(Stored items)
*** Block opens ***

//! Averaging strategies, multidim reduction modes, and task tags.
//!
//! All three are closed enums validated at the API boundary, so an invalid
//! mode cannot reach the reduction code. String tags (for configuration
//! files and CLIs) go through `FromStr`, which is where an unrecognized tag
//! turns into an [`InvalidArgument`](crate::MetricError::InvalidArgument)
//! error.

use std::fmt;
use std::str::FromStr;

use crate::error::MetricError;

/// Averaging strategy applied over classes/labels.
#[derive(Clone, Copy, Debug, PartialEq, Eq, Hash)]
pub enum Average {
    /// Single positive-class statistic (binary tasks only)
    Binary,
    /// Sum statistics over all classes before scoring
    Micro,
    /// Score each class, return the unweighted mean over non-empty classes
    Macro,
    /// Score each class, weight the mean by support (tp + fn)
    Weighted,
    /// Score each class, apply no reduction
    None,
}

/// How dimensions beyond the ones a task consumes are reduced.
#[derive(Clone, Copy, Debug, PartialEq, Eq, Hash)]
pub enum MultidimAverage {
    /// Extra dimensions are flattened into the batch dimension
    Global,
    /// Statistics are computed independently for each sample on the first axis
    Samplewise,
}

/// Classification task kind, used by the dispatching entry points.
#[derive(Clone, Copy, Debug, PartialEq, Eq, Hash)]
pub enum Task {
    /// Two classes, predictions are a single positive-class score per entry
    Binary,
    /// Mutually exclusive classes, predictions are class ids or per-class scores
    Multiclass,
    /// Independent binary labels, predictions are per-label scores
    Multilabel,
}

impl fmt::Display for Average {
    fn fmt(&self, f: &mut fmt::Formatter<'_>) -> fmt::Result {
        let name = match self {
            Average::Binary => "binary",
            Average::Micro => "micro",
            Average::Macro => "macro",
            Average::Weighted => "weighted",
            Average::None => "none",
        };
        write!(f, "{name}")
    }
}

impl FromStr for Average {
    type Err = MetricError;

    fn from_str(s: &str) -> Result<Self, Self::Err> {
        match s {
            "binary" => Ok(Average::Binary),
            "micro" => Ok(Average::Micro),
            "macro" => Ok(Average::Macro),
            "weighted" => Ok(Average::Weighted),
            "none" => Ok(Average::None),
            other => Err(MetricError::InvalidArgument(format!(
                "unknown average `{other}`, expected one of binary, micro, macro, weighted, none"
            ))),
        }
    }
}

impl fmt::Display for MultidimAverage {
    fn fmt(&self, f: &mut fmt::Formatter<'_>) -> fmt::Result {
        let name = match self {
            MultidimAverage::Global => "global",
            MultidimAverage::Samplewise => "samplewise",
        };
        write!(f, "{name}")
    }
}

impl FromStr for MultidimAverage {
    type Err = MetricError;

    fn from_str(s: &str) -> Result<Self, Self::Err> {
        match s {
            "global" => Ok(MultidimAverage::Global),
            "samplewise" => Ok(MultidimAverage::Samplewise),
            other => Err(MetricError::InvalidArgument(format!(
                "unknown multidim average `{other}`, expected global or samplewise"
            ))),
        }
    }
}

impl fmt::Display for Task {
    fn fmt(&self, f: &mut fmt::Formatter<'_>) -> fmt::Result {
        let name = match self {
            Task::Binary => "binary",
            Task::Multiclass => "multiclass",
            Task::Multilabel => "multilabel",
        };
        write!(f, "{name}")
    }
}

impl FromStr for Task {
    type Err = MetricError;

    fn from_str(s: &str) -> Result<Self, Self::Err> {
        match s {
            "binary" => Ok(Task::Binary),
            "multiclass" => Ok(Task::Multiclass),
            "multilabel" => Ok(Task::Multilabel),
            other => Err(MetricError::InvalidArgument(format!(
                "unknown task `{other}`, expected one of binary, multiclass, multilabel"
            ))),
        }
    }
}

#[cfg(test)]
mod tests {
    use super::*;

    #[test]
    fn test_average_parsing() {
        assert!(matches!("micro".parse::<Average>(), Ok(Average::Micro)));
        assert!(matches!("none".parse::<Average>(), Ok(Average::None)));
        assert!("Micro".parse::<Average>().is_err());
        assert!("samples".parse::<Average>().is_err());
    }

    #[test]
    fn test_task_parsing() {
        assert!(matches!("binary".parse::<Task>(), Ok(Task::Binary)));
        assert!(matches!(
            "multilabel".parse::<Task>(),
            Ok(Task::Multilabel)
        ));
        let err = "regression".parse::<Task>().unwrap_err();
        assert!(err.to_string().contains("unknown task"));
    }

    #[test]
    fn test_display_round_trips() {
        for avg in [
            Average::Binary,
            Average::Micro,
            Average::Macro,
            Average::Weighted,
            Average::None,
        ] {
            assert_eq!(avg.to_string().parse::<Average>().unwrap(), avg);
        }
        for mda in [MultidimAverage::Global, MultidimAverage::Samplewise] {
            assert_eq!(mda.to_string().parse::<MultidimAverage>().unwrap(), mda);
        }
        for task in [Task::Binary, Task::Multiclass, Task::Multilabel] {
            assert_eq!(task.to_string().parse::<Task>().unwrap(), task);
        }
    }
}
//! Error types for metric computation.

use thiserror::Error;

/// Metric errors
///
/// Validation failures are raised before any computation starts; no partial
/// results are produced. Computation itself is deterministic, so nothing is
/// retried.
#[derive(Debug, Error)]
pub enum MetricError {
    /// A configuration argument is out of range or inconsistent with the task
    #[error("invalid argument: {0}")]
    InvalidArgument(String),

    /// Prediction/target arrays violate the task's shape or value contract
    #[error("invalid input: {0}")]
    InvalidInput(String),

    /// The tp/fp/tn/fn count arrays disagree in shape
    #[error("shape mismatch: {0}")]
    ShapeMismatch(String),
}

/// Result type for metric operations
pub type Result<T> = std::result::Result<T, MetricError>;

#[cfg(test)]
mod tests {
    use super::*;

    #[test]
    fn test_error_messages_are_actionable() {
        let err = MetricError::InvalidArgument("beta must be a positive finite value, got -1".into());
        assert!(err.to_string().contains("invalid argument"));
        assert!(err.to_string().contains("beta"));

        let err = MetricError::ShapeMismatch("true_positives has shape (1, 3)".into());
        assert!(err.to_string().contains("shape mismatch"));
    }
}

*** Block closes ***

**Your instructions**
Search the data above for the string "beta". Report every line where it is found.

**Exercise result**
        let err = MetricError::InvalidArgument("beta must be a positive finite value, got -1".into());
        assert!(err.to_string().contains("beta"));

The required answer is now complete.